If you work for a big company then you may already be a member of a Facebook "network" of company employees based on email addresses. (I was joined to one.) Seems to work in much the same way as college addresses.
I've also seen company employees start their own closed, private Facebook groups for work purposes because the in-house services were terrible. (I was joined to one.) It's easier than getting a group of people to sign up for a separate third-party service. (Tried that. Didn't work.)
I assume Facebook noticed this phenomenon and decided to improve on it, and exploit it.
I don't expect most users see a problem because they already trust Facebook with their personal information. And I wouldn't be surprised if users trust it more than Google, which now stands for surveillance-based advertising.
> This would probably get them fired in certain companies with responsible information policies.
Sure, but if people followed the rules, almost no work would get done. (In the UK, "working to rule" is a form of industrial action that's only a little short of a strike.)
> Which is wrong as naive in the first place.
Yeah, more than 1.6 billion people are naive and wrong.
> Facebook stands for social manipulation advertising. Pick your poison.
How does that work, then?
Otherwise, there's an ethical difference between sharing information voluntarily, for their own benefit -- which people do on Facebook -- and Google's clandestine tracking, which is for Google's benefit.
There are a lot of comms that aren't really sensitive, no?
Event organization, menu updates, building maintenance updates etc.
You're right that it can't really swallow everything, but it actually helps (users) that it can't. It relegates FB to a casual thing and not a real business tool. Whether or not this is good for Facebook is a different matter, and I agree with your implication that it probably isn't.
With enough of this insensitive data a well tuned ai could easily determine a lot of info about the company. Less events organised than previous years, or organised at cheaper venues, coupled with cheaper meals and less building maintenance could very well imply the company is facing hardship and are cutting costs.
Time to start showing recruitment agency ads to the staff members personal facebook accounts.
I think a lot of HN readers don't give a crap too.
Just see any thread about firefox/facebook/google/apple/whatever and HN readers will prefer X because Y.
Where X is a proprietary software or service and Y is a stupid reason.

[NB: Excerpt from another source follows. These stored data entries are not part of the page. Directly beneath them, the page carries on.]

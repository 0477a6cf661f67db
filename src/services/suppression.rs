//! Suppression Index (C2, design §4.2).
//!
//! A process-local set mirrored from storage. `parking_lot::RwLock`
//! guards it the way the donor plugin guards its in-process state
//! (`RustCommercePlugin`'s `RwLock<PluginState>`): readers take a
//! shared lock, writers take an exclusive one.

use std::collections::{HashMap, HashSet};
use std::sync::Arc;

use parking_lot::RwLock;
use uuid::Uuid;

use crate::gateway::PersistenceGateway;
use crate::models::{SuppressionEntry, SuppressionReason, SuppressionScope};

#[derive(Default)]
struct OrgSet {
    emails: HashSet<String>,
    domains: HashSet<String>,
}

/// O(1) veto over email and domain suppression, checked before every
/// throttle accounting (design §4.2 invariant).
pub struct SuppressionIndex {
    gateway: Arc<dyn PersistenceGateway>,
    sets: RwLock<HashMap<Uuid, OrgSet>>,
}

impl SuppressionIndex {
    pub fn new(gateway: Arc<dyn PersistenceGateway>) -> Self {
        Self {
            gateway,
            sets: RwLock::new(HashMap::new()),
        }
    }

    /// Load the in-memory mirror for one org from storage. Call once at
    /// startup and whenever an org is first seen.
    pub async fn hydrate(&self, org: Uuid) -> Result<(), crate::error::AppError> {
        let entries = self.gateway.list_suppressions(org).await?;
        let mut set = OrgSet::default();
        for entry in entries.into_iter().filter(|e| e.active) {
            match entry.scope {
                SuppressionScope::Email => {
                    set.emails.insert(entry.value);
                }
                SuppressionScope::Domain => {
                    set.domains.insert(entry.value);
                }
            }
        }
        self.sets.write().insert(org, set);
        Ok(())
    }

    pub fn is_suppressed(&self, org: Uuid, email: &str) -> bool {
        let email = email.to_lowercase();
        let domain = email.rsplit('@').next().unwrap_or("");
        let sets = self.sets.read();
        match sets.get(&org) {
            Some(set) => set.emails.contains(&email) || set.domains.contains(domain),
            None => false,
        }
    }

    /// Write through to storage and update the in-memory set atomically
    /// (design §4.2).
    pub async fn add(
        &self,
        org: Uuid,
        scope: SuppressionScope,
        value: &str,
        reason: SuppressionReason,
        source: &str,
    ) -> Result<SuppressionEntry, crate::error::AppError> {
        let entry = SuppressionEntry::new(org, scope, value, reason, source);
        self.gateway.add_suppression(entry.clone()).await?;
        self.apply_add(org, &entry);
        Ok(entry)
    }

    /// Used by the transactional bounce/complaint path (C11) once the
    /// gateway write has already happened, to keep the in-memory mirror
    /// in lock-step without a second write-through.
    pub fn apply_add(&self, org: Uuid, entry: &SuppressionEntry) {
        let mut sets = self.sets.write();
        let set = sets.entry(org).or_default();
        match entry.scope {
            SuppressionScope::Email => {
                set.emails.insert(entry.value.clone());
            }
            SuppressionScope::Domain => {
                set.domains.insert(entry.value.clone());
            }
        }
    }

    pub async fn remove(
        &self,
        org: Uuid,
        scope: SuppressionScope,
        value: &str,
    ) -> Result<(), crate::error::AppError> {
        let value = value.to_lowercase();
        self.gateway.remove_suppression(org, scope, &value).await?;
        let mut sets = self.sets.write();
        if let Some(set) = sets.get_mut(&org) {
            match scope {
                SuppressionScope::Email => {
                    set.emails.remove(&value);
                }
                SuppressionScope::Domain => {
                    set.domains.remove(&value);
                }
            }
        }
        Ok(())
    }
}

#[cfg(test)]
mod tests {
    use super::*;
    use crate::gateway::memory::InMemoryGateway;

    #[tokio::test]
    async fn veto_applies_to_email_and_domain_scopes() {
        let gateway = Arc::new(InMemoryGateway::new());
        let index = SuppressionIndex::new(gateway);
        let org = Uuid::new_v4();

        assert!(!index.is_suppressed(org, "a@x.com"));
        index
            .add(org, SuppressionScope::Email, "a@x.com", SuppressionReason::Bounced, "webhook")
            .await
            .unwrap();
        assert!(index.is_suppressed(org, "A@X.com"));
        assert!(!index.is_suppressed(org, "b@x.com"));

        index
            .add(org, SuppressionScope::Domain, "y.com", SuppressionReason::Complained, "webhook")
            .await
            .unwrap();
        assert!(index.is_suppressed(org, "anyone@y.com"));
    }

    #[tokio::test]
    async fn remove_clears_veto() {
        let gateway = Arc::new(InMemoryGateway::new());
        let index = SuppressionIndex::new(gateway);
        let org = Uuid::new_v4();
        index
            .add(org, SuppressionScope::Email, "a@x.com", SuppressionReason::Manual, "admin")
            .await
            .unwrap();
        assert!(index.is_suppressed(org, "a@x.com"));
        index.remove(org, SuppressionScope::Email, "a@x.com").await.unwrap();
        assert!(!index.is_suppressed(org, "a@x.com"));
    }
}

I don't have the link but a commenter said that they value their privacy very much, but use safari over firefox because it takes 10 ms less to open. Yep!
If someone wants to use X I have no problem with that. But don't say you value your privacy and understand the implications if you can't sacrifice a bit of convenience for it.
Actually, the company I work for is already using it. The data is kept entirely seperate to Facebook and from what I've read, Facebook doesn't own the data - the company does.
It's much better than Yammer, seems to work as well if slightly better than Google+ and yet remains a huge pain in the arse. But no more so than other company communication tool.
I give it 6 months to a year before it falls into disuse.
They do. My company does, unfortunately. (We're one of the beta testers of FB@Work.)
It's the same as using Gmail for business mail, but hey, it's trendy.
There's no shortage of companies that use Gmail for Work or Google Docs, Hangouts and Google Apps for work. Is it that much of stretch to use FB for similar?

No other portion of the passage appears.